* [EXERCISE]
Restate word for word the lines of the records below, starting at the line that contains "line(headers, &widths, &aligns));" and ending at the line that contains "for row in rows", with both of those lines included and nothing else.

* [DATA]
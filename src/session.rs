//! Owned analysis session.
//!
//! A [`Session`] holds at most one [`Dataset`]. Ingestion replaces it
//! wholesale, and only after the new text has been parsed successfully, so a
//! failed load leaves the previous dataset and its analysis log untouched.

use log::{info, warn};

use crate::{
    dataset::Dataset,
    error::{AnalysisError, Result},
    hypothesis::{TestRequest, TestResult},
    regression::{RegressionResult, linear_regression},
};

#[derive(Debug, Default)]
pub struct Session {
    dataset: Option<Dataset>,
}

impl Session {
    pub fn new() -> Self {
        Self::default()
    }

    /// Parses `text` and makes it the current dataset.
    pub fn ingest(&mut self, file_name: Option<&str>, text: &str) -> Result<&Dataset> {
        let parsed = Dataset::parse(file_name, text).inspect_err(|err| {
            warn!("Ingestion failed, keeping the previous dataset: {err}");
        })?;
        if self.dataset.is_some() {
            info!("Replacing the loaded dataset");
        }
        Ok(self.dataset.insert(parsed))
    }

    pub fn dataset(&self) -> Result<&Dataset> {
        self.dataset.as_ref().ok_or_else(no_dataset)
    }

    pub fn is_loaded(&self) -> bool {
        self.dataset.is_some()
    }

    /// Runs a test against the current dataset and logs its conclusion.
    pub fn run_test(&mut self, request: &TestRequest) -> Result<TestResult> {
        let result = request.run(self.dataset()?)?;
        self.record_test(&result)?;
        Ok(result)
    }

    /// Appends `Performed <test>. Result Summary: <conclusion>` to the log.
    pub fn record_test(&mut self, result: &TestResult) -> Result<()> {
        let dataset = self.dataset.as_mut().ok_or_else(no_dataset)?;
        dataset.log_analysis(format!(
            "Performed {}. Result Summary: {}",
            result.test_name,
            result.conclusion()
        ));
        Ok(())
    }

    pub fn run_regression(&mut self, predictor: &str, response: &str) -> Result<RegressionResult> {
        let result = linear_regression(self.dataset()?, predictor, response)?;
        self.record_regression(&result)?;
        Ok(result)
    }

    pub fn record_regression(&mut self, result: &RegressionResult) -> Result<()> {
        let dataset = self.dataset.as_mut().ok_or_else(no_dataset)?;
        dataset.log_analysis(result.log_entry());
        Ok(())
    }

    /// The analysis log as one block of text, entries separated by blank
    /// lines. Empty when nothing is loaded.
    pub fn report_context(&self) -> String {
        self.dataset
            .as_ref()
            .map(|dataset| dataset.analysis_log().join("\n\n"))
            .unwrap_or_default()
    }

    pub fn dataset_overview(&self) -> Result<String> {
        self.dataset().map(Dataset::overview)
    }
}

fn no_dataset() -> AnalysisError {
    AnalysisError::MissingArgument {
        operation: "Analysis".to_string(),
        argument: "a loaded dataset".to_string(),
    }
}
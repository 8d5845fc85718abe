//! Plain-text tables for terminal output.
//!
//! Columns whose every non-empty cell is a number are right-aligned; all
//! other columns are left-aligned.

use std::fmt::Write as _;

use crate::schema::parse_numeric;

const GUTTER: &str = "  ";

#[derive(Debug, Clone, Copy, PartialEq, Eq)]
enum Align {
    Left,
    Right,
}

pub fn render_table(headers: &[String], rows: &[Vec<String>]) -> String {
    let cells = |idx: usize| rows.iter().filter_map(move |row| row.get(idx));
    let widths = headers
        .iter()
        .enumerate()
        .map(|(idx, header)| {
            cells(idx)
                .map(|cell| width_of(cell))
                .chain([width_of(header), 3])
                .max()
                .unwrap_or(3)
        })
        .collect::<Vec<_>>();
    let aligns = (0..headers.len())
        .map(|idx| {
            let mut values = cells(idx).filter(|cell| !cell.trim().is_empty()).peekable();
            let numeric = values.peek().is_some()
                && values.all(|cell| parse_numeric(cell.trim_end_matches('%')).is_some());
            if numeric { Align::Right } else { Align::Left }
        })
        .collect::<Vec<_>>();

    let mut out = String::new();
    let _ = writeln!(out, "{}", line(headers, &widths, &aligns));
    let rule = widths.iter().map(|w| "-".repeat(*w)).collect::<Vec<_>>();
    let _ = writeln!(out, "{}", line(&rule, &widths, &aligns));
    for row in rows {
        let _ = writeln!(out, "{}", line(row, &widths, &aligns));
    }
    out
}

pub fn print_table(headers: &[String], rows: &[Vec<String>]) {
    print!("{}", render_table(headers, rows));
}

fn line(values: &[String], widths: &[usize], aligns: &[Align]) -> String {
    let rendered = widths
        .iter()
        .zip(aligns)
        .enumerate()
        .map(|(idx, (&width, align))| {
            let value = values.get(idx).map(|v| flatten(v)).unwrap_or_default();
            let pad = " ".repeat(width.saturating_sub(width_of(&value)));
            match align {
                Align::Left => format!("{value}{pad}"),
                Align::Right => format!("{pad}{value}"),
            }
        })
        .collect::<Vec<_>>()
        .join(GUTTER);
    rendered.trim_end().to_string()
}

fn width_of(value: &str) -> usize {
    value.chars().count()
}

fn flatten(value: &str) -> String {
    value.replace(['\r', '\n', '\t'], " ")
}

* [SOLUTION TO THE PROBLEM]
    let _ = writeln!(out, "{}", line(headers, &widths, &aligns));
    let rule = widths.iter().map(|w| "-".repeat(*w)).collect::<Vec<_>>();
    let _ = writeln!(out, "{}", line(&rule, &widths, &aligns));
    for row in rows {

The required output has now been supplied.